The binding free energy components of designed SPB25s with better ΔGbind (MM‑GBSA) than ACE2
The binding free energy components of ACE2, SPB25 and two designed SPB25s with better predicted ΔGbind (MM‑GBSA) to Omicron RBD than ACE2 are shown in Fig 2. The main contributor to the favorable ΔGbind (MM-GBSA) to Omicron RBD of ACE2, SPB25, SPB25T7L/K11A, and SPB25T7L/K11L is the electrostatic interaction term. Other terms that also favorably contribute to ΔGbind (MM‑GBSA) are the non-polar solvation and van der Waals energy terms. The term that unfavorably contributes to ΔGbind (MM‑GBSA) is the polar solvation term.
A) ΔGbind (MM-GBSA), B) van der Waals energy, C) electrostatic interaction D) polar solvation and E) non-polar solvation.

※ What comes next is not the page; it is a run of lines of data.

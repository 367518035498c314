//! Load state for an external script that is fetched on first use.

#[derive(Debug, PartialEq, Eq)]
enum ResourceState<P> {
    Unloaded,
    Loading(Vec<P>),
    Ready,
}

/// Outcome of asking for the resource.
#[derive(Debug, PartialEq, Eq)]
pub enum Acquire<P> {
    /// First request: the caller starts the load. The request is queued.
    Load,
    /// A load is already running; the request is queued behind it.
    Queued,
    /// Already loaded: the caller runs the request now.
    Ready(P),
}

/// A lazily loaded resource with requests parked until it is ready.
#[derive(Debug)]
pub struct LazyResource<P> {
    state: ResourceState<P>,
}

impl<P> Default for LazyResource<P> {
    fn default() -> Self {
        Self {
            state: ResourceState::Unloaded,
        }
    }
}

impl<P> LazyResource<P> {
    pub fn new() -> Self {
        Self::default()
    }

    pub fn acquire(&mut self, request: P) -> Acquire<P> {
        match &mut self.state {
            ResourceState::Loading(pending) => {
                pending.push(request);
                return Acquire::Queued;
            }
            ResourceState::Ready => return Acquire::Ready(request),
            ResourceState::Unloaded => {}
        }

        self.state = ResourceState::Loading(vec![request]);
        Acquire::Load
    }

    /// Marks the load complete and hands back parked requests in arrival
    /// order. Calling it when no load is running returns nothing.
    pub fn finish(&mut self) -> Vec<P> {
        match std::mem::replace(&mut self.state, ResourceState::Ready) {
            ResourceState::Loading(pending) => pending,
            ResourceState::Unloaded | ResourceState::Ready => Vec::new(),
        }
    }

    pub fn is_ready(&self) -> bool {
        matches!(self.state, ResourceState::Ready)
    }

    pub fn is_loading(&self) -> bool {
        matches!(self.state, ResourceState::Loading(_))
    }
}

SPB25T7L/K11A and SPB25T7L/K11L are the designed 25-mer peptides that have the best ΔGbind (MM‑GBSA) to Omicron RBD (ΔGbind (MM-GBSA) values of −92.4 ± 0.4 and −95.7 ± 0.5 kcal/mol, respectively). Their ΔGbind (MM‑GBSA) are better than that of SPB25 by 20.8 ± 0.6 and 24.1 ± 0.7 kcal/mol, respectively, and better than that of ACE2 by 4.5 ± 0.6 and 7.8 ± 0.7 kcal/mol, respectively. As compared to those of SPB25, the major contributions to the favorable BI of SPB25T7L/K11A and SPB25T7L/K11L to Omicron RBD are the increases in their favorable electrostatic interaction, van der Waals energy, and non-polar solvation terms. Nevertheless, their unfavorable polar solvation terms are higher than that of SPB25.

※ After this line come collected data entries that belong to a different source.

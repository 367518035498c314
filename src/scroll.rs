//! Scroll-position rules for the navbar, the scroll-to-top control and
//! section highlighting, plus fragment-link targets.

pub fn scroll_top_visible(offset: f64, threshold: f64) -> bool {
    offset > threshold
}

pub fn navbar_scrolled(offset: f64, threshold: f64) -> bool {
    offset > threshold
}

/// Picks the section the reader is in.
///
/// A section counts once `offset` reaches `lead` pixels above its top. Every
/// section is checked, so the last qualifying one in document order wins.
pub fn current_section<'a, I>(offset: f64, sections: I, lead: f64) -> Option<&'a str>
where
    I: IntoIterator<Item = (&'a str, f64)>,
{
    let mut current = None;

    for (id, top) in sections {
        if offset >= top - lead {
            current = Some(id);
        }
    }

    current
}

/// Scroll position that leaves `top` just below the fixed header.
pub fn scroll_target(top: f64, header_offset: f64) -> f64 {
    top - header_offset
}

#[derive(Clone, Copy, Debug, PartialEq, Eq)]
pub enum Fragment<'a> {
    /// `href="#"`: swallowed without scrolling.
    Bare,
    Id(&'a str),
    /// Not an in-page link; left to the browser.
    External,
}

impl<'a> Fragment<'a> {
    pub fn parse(href: &'a str) -> Self {
        match href.strip_prefix('#') {
            Some("") => Self::Bare,
            Some(id) => Self::Id(id),
            None => Self::External,
        }
    }
}

/// What a click on a link should do.
#[derive(Clone, Copy, Debug, PartialEq)]
pub enum FragmentClick<'a> {
    /// Let the browser follow the link.
    PassThrough,
    /// Prevent the default action and do nothing else.
    Swallow,
    ScrollTo { id: &'a str, top: f64 },
}

/// Resolves a link click, looking the fragment's element up through `locate`,
/// which returns the element's document offset.
pub fn resolve_fragment_click<'a, F>(href: &'a str, locate: F, header_offset: f64) -> FragmentClick<'a>
where
    F: FnOnce(&str) -> Option<f64>,
{
    match Fragment::parse(href) {
        Fragment::External => FragmentClick::PassThrough,
        Fragment::Bare => FragmentClick::Swallow,
        Fragment::Id(id) => match locate(id) {
            Some(top) => FragmentClick::ScrollTo {
                id,
                top: scroll_target(top, header_offset),
            },
            None => FragmentClick::Swallow,
        },
    }
}

pub fn is_active_link(href: &str, current: Option<&str>) -> bool {
    match (Fragment::parse(href), current) {
        (Fragment::Id(id), Some(current)) => id == current,
        _ => false,
    }
}

/// Offset-derived UI flags for one scroll event.
#[derive(Clone, Debug, Default, PartialEq)]
pub struct ScrollSnapshot {
    pub scroll_top_visible: bool,
    pub navbar_scrolled: bool,
    pub current_section: Option<String>,
}

#[derive(Clone, Copy, Debug, PartialEq)]
pub struct ScrollThresholds {
    pub scroll_top: f64,
    pub navbar: f64,
    pub section_lead: f64,
}

impl ScrollSnapshot {
    pub fn evaluate<'a, I>(offset: f64, sections: I, thresholds: ScrollThresholds) -> Self
    where
        I: IntoIterator<Item = (&'a str, f64)>,
    {
        Self {
            scroll_top_visible: scroll_top_visible(offset, thresholds.scroll_top),
            navbar_scrolled: navbar_scrolled(offset, thresholds.navbar),
            current_section: current_section(offset, sections, thresholds.section_lead)
                .map(str::to_string),
        }
    }
}

#[cfg(test)]
mod tests {
    use super::*;

    const THRESHOLDS: ScrollThresholds = ScrollThresholds {
        scroll_top: 300.0,
        navbar: 50.0,
        section_lead: 200.0,
    };

    #[test]
    fn scroll_top_button_shows_only_past_threshold() {
        let cases = [
            (0.0, false),
            (299.0, false),
            (300.0, false),
            (301.0, true),
            (10_000.0, true),
        ];

        for (offset, expected) in cases {
            assert_eq!(scroll_top_visible(offset, 300.0), expected, "offset {offset}");
        }
    }

    #[test]
    fn navbar_is_scrolled_past_fifty_pixels() {
        assert!(!navbar_scrolled(0.0, 50.0));
        assert!(!navbar_scrolled(50.0, 50.0));
        assert!(navbar_scrolled(51.0, 50.0));
    }

    #[test]
    fn later_qualifying_section_wins() {
        let sections = [("home", 0.0), ("about", 500.0), ("contact", 1200.0)];

        assert_eq!(current_section(650.0, sections, 200.0), Some("about"));
        assert_eq!(current_section(1000.0, sections, 200.0), Some("contact"));
        assert_eq!(current_section(0.0, sections, 200.0), Some("home"));
    }

    #[test]
    fn section_boundary_is_inclusive() {
        let sections = [("home", 0.0), ("about", 500.0)];

        assert_eq!(current_section(299.0, sections, 200.0), Some("home"));
        assert_eq!(current_section(300.0, sections, 200.0), Some("about"));
    }

    #[test]
    fn out_of_order_sections_still_use_last_match() {
        let sections = [("late", 900.0), ("early", 100.0)];

        assert_eq!(current_section(800.0, sections, 200.0), Some("early"));
    }

    #[test]
    fn no_section_before_first_threshold() {
        let sections = [("about", 500.0)];

        assert_eq!(current_section(100.0, sections, 200.0), None);
    }

    #[test]
    fn fragment_target_sits_below_header() {
        assert_eq!(scroll_target(2000.0, 70.0), 1930.0);
        assert_eq!(scroll_target(0.0, 70.0), -70.0);
    }

    #[test]
    fn fragment_hrefs_are_classified() {
        assert_eq!(Fragment::parse("#"), Fragment::Bare);
        assert_eq!(Fragment::parse("#contact"), Fragment::Id("contact"));
        assert_eq!(Fragment::parse("skill-details.html"), Fragment::External);
        assert_eq!(Fragment::parse("https://github.com/#readme"), Fragment::External);
    }

    #[test]
    fn clicking_fragment_scrolls_below_header() {
        let locate = |id: &str| (id == "contact").then_some(2000.0);

        assert_eq!(
            resolve_fragment_click("#contact", locate, 70.0),
            FragmentClick::ScrollTo {
                id: "contact",
                top: 1930.0,
            }
        );
    }

    #[test]
    fn bare_and_missing_fragments_are_swallowed() {
        let locate = |_: &str| None;

        assert_eq!(resolve_fragment_click("#", locate, 70.0), FragmentClick::Swallow);
        assert_eq!(resolve_fragment_click("#missing", locate, 70.0), FragmentClick::Swallow);
        assert_eq!(
            resolve_fragment_click("skill-details.html", locate, 70.0),
            FragmentClick::PassThrough
        );
    }

    #[test]
    fn bare_fragment_never_looks_up_an_element() {
        let locate = |_: &str| -> Option<f64> { panic!("no lookup for a bare fragment") };

        assert_eq!(resolve_fragment_click("#", locate, 70.0), FragmentClick::Swallow);
    }

    #[test]
    fn only_the_current_link_is_active() {
        let links = ["#home", "#about", "#contact"];

        let active: Vec<&str> = links
            .into_iter()
            .filter(|href| is_active_link(href, Some("contact")))
            .collect();
        assert_eq!(active, vec!["#contact"]);

        assert!(links.iter().all(|href| !is_active_link(href, None)));
        assert!(!is_active_link("#", Some("")));
    }

    #[test]
    fn snapshot_combines_all_three_rules() {
        let sections = [("home", 0.0), ("about", 500.0), ("contact", 1200.0)];

        let snapshot = ScrollSnapshot::evaluate(650.0, sections, THRESHOLDS);
        assert_eq!(
            snapshot,
            ScrollSnapshot {
                scroll_top_visible: true,
                navbar_scrolled: true,
                current_section: Some("about".to_string()),
            }
        );

        let top = ScrollSnapshot::evaluate(0.0, sections, THRESHOLDS);
        assert!(!top.scroll_top_visible);
        assert!(!top.navbar_scrolled);
        assert_eq!(top.current_section.as_deref(), Some("home"));
    }
}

Elucidation of important binding residues (IBRs) of designed SPB25s with ΔGbind (MM-GBSA) better than ACE2
To elucidate IBRs to Omicron RBD, PFED of two designed 25-mer peptides with ΔGbind (MM-GBSA) better than ACE2 were computed (Fig 3). Residues that have the total energy contribution (TEC) better than −1.0 kcal/mol were identified as IBRs. In terms of residues 21–45 of the α1 helix of ACE2, Q24, T27, F28, K31, H34, E35, Y41, and L45 were identified as IBRs to Omicron RBD. The predicted IBRs of SPB25 are E3(23), K6(26), T7(27), D10(30), K11(31), H14(34), E17(37), D18(38), F20(40), and Y21(41). The total IBRs of SPB25T7L/K11A (12) and SPB25T7L/K11L (11) are more than those of residues 21–45 of the α1 helix of ACE2 (8) and SPB25 (10). Eight residues of these two designed 25-mer peptides have high predicted ΔGbind (MM‑GBSA) (better than -2 kcal/mol) including Q4, L7, F8, A11/L11, H14 (the highest binding affinity residue), E15, D18 and Y21.

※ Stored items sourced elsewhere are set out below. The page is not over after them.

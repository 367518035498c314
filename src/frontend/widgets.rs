use std::rc::Rc;

use gloo_timers::callback::Timeout;
use wasm_bindgen::JsCast;
use wasm_bindgen_futures::spawn_local;
use web_sys::{Event, KeyboardEvent, MouseEvent};
use yew::prelude::*;

use super::{
    dom::{self, EventListener},
    lottie::{self, CONTACT_ANIMATION_ID},
    particles::ParticleRenderer,
};
use crate::{
    lockout::{is_devtools_shortcut, KeyChord},
    theme::Theme,
};

#[derive(Properties, PartialEq)]
pub struct ScrollTopProps {
    pub visible: bool,
    pub reset_ms: u32,
}

/// Scroll-to-top control that plays a short launch animation on click.
#[function_component(ScrollTopButton)]
pub fn scroll_top_button(props: &ScrollTopProps) -> Html {
    let launching = use_state_eq(|| false);

    let onclick = {
        let launching = launching.clone();
        let reset_ms = props.reset_ms;
        Callback::from(move |_: MouseEvent| {
            launching.set(true);
            if let Err(error) = dom::smooth_scroll_to(0.0) {
                log::warn!("could not scroll to top: {error}");
            }

            let launching = launching.clone();
            Timeout::new(reset_ms, move || launching.set(false)).forget();
        })
    };

    html! {
        <button
            class={classes!(
                "scroll-top",
                props.visible.then_some("active"),
                launching.then_some("launch")
            )}
            type="button"
            aria-label="Back to top"
            onclick={onclick}
        >
            <i class="fas fa-rocket" aria-hidden="true"></i>
        </button>
    }
}

#[derive(Properties)]
pub struct ParticlesBackgroundProps {
    pub renderer: Rc<ParticleRenderer>,
    pub theme: Theme,
}

impl PartialEq for ParticlesBackgroundProps {
    fn eq(&self, other: &Self) -> bool {
        Rc::ptr_eq(&self.renderer, &other.renderer) && self.theme == other.theme
    }
}

/// Mount point for the particle canvas. Starts the renderer once mounted;
/// later theme changes reach the renderer through the toggle.
#[function_component(ParticlesBackground)]
pub fn particles_background(props: &ParticlesBackgroundProps) -> Html {
    {
        let renderer = Rc::clone(&props.renderer);
        let theme = props.theme;
        use_effect_with((), move |_| {
            renderer.init(theme);
            || ()
        });
    }

    html! {
        <div id={props.renderer.mount_id().to_string()} class="particles-bg" aria-hidden="true"></div>
    }
}

#[derive(Properties, PartialEq)]
pub struct ContactAnimationProps {
    pub url: AttrValue,
}

#[function_component(ContactAnimation)]
pub fn contact_animation(props: &ContactAnimationProps) -> Html {
    {
        let url = props.url.clone();
        use_effect_with((), move |_| {
            spawn_local(async move {
                if let Err(error) = lottie::play_animation(CONTACT_ANIMATION_ID, &url).await {
                    log::warn!("contact animation skipped: {error}");
                }
            });
            || ()
        });
    }

    html! {
        <div id={CONTACT_ANIMATION_ID} class="contact-animation" aria-hidden="true"></div>
    }
}

/// Blocks the context menu and the usual developer-tools shortcuts.
#[function_component(InputLockout)]
pub fn input_lockout() -> Html {
    use_effect_with((), |_| {
        let context_menu = EventListener::on_document("contextmenu", |event: Event| {
            event.prevent_default();
        });

        let keydown = EventListener::on_document("keydown", |event: Event| {
            let Some(event) = event.dyn_ref::<KeyboardEvent>() else {
                return;
            };
            let code = event.code();
            let chord = KeyChord::new(&code, event.ctrl_key(), event.shift_key());

            if is_devtools_shortcut(chord) {
                event.prevent_default();
            }
        });

        let listeners: Vec<EventListener> = [context_menu, keydown]
            .into_iter()
            .filter_map(|listener| {
                listener
                    .map_err(|error| log::warn!("input lockout unavailable: {error}"))
                    .ok()
            })
            .collect();

        move || drop(listeners)
    });

    html! {}
}

#[cfg(test)]
mod tests {
    use super::*;
    use crate::frontend::testing::{keydown, mount, mouse, settle};
    use wasm_bindgen_test::*;

    wasm_bindgen_test_configure!(run_in_browser);

    #[wasm_bindgen_test]
    async fn lockout_cancels_devtools_chords_only() {
        let (handle, _host) = mount::<InputLockout>(());
        settle().await;

        assert!(keydown("F12", false, false));
        assert!(keydown("KeyI", true, true));
        assert!(keydown("KeyJ", true, true));
        assert!(keydown("KeyU", true, false));
        assert!(!keydown("KeyS", true, false));
        assert!(!keydown("KeyI", true, false));
        assert!(!keydown("KeyA", false, false));

        handle.destroy();
        settle().await;
        assert!(!keydown("F12", false, false));
    }

    #[wasm_bindgen_test]
    async fn lockout_cancels_context_menu() {
        let (handle, host) = mount::<InputLockout>(());
        settle().await;

        assert!(mouse(&host, "contextmenu"));

        handle.destroy();
    }
}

ACE2’s residue numbers are shown in parenthesis.
In terms of TECs of SPB25T7L/K11A, the T7L/K11A mutations were predicted to favorably enhance TECs of residue 7 from −2.5 and −2.4 kcal/mol in ACE2 and SPB25, respectively to −3.4 in SPB25T7L/K11A. TEC of residue 11 was favorably enhanced from −1.1 kcal/mol in ACE2 to −2.2 kcal/mol in SPB25T7L/K11A, while it was unfavorably reduced from −2.9 kcal/mol in SPB25 to −2.2 kcal/mol in SPB25T7L/K11A. Nonetheless, TECs of other residues including I1, Q4, A5, F8, D10, H14, D18, Y21 and L25 were favorably enhanced from −0.2, −2.9, −0.1, −1.7, −0.2, −5.8, 0.6, −2.2 and −1.1 kcal/mol in ACE2 and 1.1, −0.6, 0.0, −0.2, −1.4, −4.7, −3.4, −1.1 and −0.7 kcal/mol in SPB25 to −1.4, −3.9, −1.1, −3.5, −1.8, −6.8, −4.7, −4.0 and −1.7 kcal/mol in SPB25T7L/K11A, respectively. Additionally, TEC of E15 was also favorably enhanced from −0.2 kcal/mol in SPB25 to −3.5 kcal/mol in SPB25T7L/K11A.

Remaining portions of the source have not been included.